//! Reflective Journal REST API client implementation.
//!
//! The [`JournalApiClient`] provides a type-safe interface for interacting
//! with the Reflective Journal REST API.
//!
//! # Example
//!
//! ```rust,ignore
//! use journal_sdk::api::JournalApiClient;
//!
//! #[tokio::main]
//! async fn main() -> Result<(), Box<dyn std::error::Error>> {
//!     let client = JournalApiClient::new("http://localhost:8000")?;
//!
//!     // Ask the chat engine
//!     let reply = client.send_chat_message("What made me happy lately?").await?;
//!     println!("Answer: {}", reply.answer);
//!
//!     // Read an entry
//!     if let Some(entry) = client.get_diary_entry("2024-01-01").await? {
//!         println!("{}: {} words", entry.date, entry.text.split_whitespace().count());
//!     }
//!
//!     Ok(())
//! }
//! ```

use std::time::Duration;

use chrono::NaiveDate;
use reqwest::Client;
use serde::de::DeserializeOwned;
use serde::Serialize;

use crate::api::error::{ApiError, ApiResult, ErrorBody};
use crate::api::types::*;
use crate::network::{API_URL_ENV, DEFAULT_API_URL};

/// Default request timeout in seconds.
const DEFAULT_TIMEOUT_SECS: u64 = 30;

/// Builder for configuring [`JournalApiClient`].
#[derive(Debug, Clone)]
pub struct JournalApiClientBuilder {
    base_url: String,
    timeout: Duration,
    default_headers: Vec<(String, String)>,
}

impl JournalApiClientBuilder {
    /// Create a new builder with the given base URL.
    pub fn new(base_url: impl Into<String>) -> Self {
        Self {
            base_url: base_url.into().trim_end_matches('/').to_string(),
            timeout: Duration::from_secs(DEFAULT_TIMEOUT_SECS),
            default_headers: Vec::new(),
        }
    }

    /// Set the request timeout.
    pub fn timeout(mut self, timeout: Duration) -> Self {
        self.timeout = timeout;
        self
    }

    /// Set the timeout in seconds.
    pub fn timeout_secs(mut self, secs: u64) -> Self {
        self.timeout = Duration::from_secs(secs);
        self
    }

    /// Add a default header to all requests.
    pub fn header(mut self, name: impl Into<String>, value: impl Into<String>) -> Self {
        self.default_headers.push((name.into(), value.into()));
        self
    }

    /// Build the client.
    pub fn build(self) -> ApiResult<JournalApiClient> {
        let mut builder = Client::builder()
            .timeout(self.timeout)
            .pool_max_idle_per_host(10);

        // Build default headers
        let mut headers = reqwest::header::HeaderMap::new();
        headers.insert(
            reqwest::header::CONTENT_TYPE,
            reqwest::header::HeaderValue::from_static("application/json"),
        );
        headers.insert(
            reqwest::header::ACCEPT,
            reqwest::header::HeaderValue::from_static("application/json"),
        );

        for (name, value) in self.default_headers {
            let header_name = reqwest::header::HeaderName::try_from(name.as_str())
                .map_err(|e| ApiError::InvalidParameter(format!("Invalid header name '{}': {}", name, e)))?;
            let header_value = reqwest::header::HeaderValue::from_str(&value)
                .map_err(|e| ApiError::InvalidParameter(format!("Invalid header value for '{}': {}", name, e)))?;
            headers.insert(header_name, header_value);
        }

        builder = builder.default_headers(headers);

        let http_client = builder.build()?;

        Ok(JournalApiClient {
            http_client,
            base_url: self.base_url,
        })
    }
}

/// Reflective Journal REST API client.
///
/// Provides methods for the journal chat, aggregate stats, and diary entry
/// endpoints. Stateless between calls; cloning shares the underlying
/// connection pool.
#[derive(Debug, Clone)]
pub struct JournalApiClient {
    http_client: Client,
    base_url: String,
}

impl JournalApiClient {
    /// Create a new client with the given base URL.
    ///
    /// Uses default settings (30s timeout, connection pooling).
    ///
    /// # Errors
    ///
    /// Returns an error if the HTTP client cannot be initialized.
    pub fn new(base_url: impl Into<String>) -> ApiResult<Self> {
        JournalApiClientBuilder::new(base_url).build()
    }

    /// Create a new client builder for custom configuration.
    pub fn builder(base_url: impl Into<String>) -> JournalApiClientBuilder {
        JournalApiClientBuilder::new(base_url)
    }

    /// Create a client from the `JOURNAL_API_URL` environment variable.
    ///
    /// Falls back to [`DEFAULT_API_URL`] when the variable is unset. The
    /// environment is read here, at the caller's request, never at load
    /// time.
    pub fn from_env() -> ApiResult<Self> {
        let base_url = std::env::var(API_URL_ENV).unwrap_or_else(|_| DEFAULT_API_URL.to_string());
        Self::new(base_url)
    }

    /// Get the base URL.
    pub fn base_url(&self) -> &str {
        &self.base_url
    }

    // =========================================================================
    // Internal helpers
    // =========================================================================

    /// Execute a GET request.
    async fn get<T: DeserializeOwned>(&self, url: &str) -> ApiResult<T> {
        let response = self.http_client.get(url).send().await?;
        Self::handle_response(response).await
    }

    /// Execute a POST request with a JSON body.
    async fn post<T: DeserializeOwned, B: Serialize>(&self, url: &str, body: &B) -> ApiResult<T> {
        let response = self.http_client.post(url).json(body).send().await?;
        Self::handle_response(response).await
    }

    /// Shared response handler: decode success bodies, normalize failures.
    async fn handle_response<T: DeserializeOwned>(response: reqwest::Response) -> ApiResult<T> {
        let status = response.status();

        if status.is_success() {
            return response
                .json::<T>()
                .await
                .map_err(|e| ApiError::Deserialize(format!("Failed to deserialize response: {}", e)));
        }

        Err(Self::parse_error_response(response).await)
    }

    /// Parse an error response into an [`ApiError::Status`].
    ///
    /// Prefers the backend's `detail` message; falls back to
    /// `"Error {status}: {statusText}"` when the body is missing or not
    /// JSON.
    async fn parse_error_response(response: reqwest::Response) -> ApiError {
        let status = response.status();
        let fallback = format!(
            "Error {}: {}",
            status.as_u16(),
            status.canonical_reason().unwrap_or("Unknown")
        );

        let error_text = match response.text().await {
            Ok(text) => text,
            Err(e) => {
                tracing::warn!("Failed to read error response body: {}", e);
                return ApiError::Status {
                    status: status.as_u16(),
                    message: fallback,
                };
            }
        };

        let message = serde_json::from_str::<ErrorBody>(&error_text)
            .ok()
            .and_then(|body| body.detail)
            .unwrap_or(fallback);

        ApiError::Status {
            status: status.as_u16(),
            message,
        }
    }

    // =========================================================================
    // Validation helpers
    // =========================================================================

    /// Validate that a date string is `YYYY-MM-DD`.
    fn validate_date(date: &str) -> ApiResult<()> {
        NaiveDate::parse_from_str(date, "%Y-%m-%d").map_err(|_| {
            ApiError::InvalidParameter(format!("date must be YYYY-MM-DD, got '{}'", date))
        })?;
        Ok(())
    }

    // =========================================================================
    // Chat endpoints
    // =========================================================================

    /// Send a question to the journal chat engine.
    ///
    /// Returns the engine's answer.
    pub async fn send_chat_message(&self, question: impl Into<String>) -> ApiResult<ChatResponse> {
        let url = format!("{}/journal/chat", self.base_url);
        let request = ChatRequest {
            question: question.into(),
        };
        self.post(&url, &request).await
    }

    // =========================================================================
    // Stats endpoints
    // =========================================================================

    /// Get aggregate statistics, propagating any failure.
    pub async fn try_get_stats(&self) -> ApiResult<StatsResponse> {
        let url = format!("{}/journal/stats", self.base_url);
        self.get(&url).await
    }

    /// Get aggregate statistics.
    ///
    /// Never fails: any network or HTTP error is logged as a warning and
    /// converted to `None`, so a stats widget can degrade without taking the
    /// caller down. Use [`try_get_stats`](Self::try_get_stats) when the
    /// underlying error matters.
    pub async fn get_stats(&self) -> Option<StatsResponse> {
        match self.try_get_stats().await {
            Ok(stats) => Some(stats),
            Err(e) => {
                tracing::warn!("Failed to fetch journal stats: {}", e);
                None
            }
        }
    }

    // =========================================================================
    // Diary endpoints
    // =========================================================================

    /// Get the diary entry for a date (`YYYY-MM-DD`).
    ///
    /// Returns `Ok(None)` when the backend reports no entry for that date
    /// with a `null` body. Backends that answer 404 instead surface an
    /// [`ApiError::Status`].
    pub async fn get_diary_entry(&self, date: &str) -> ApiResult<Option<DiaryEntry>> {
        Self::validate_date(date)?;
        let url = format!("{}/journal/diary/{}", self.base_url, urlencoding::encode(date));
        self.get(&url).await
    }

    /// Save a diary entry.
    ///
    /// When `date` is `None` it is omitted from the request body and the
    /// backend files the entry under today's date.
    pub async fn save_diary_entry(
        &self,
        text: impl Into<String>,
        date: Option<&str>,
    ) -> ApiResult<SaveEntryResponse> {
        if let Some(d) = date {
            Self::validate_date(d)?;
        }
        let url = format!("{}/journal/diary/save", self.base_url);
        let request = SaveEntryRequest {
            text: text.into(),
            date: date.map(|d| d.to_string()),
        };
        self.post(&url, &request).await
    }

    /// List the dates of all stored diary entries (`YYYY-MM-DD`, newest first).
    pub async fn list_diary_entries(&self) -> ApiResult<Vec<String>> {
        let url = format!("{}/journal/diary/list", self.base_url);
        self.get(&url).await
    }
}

GOAL OF THE EXERCISE:
Check the lines above for the word "connection" and give the number of lines where it appears, with no other text.

PROBLEM SOLUTION:
2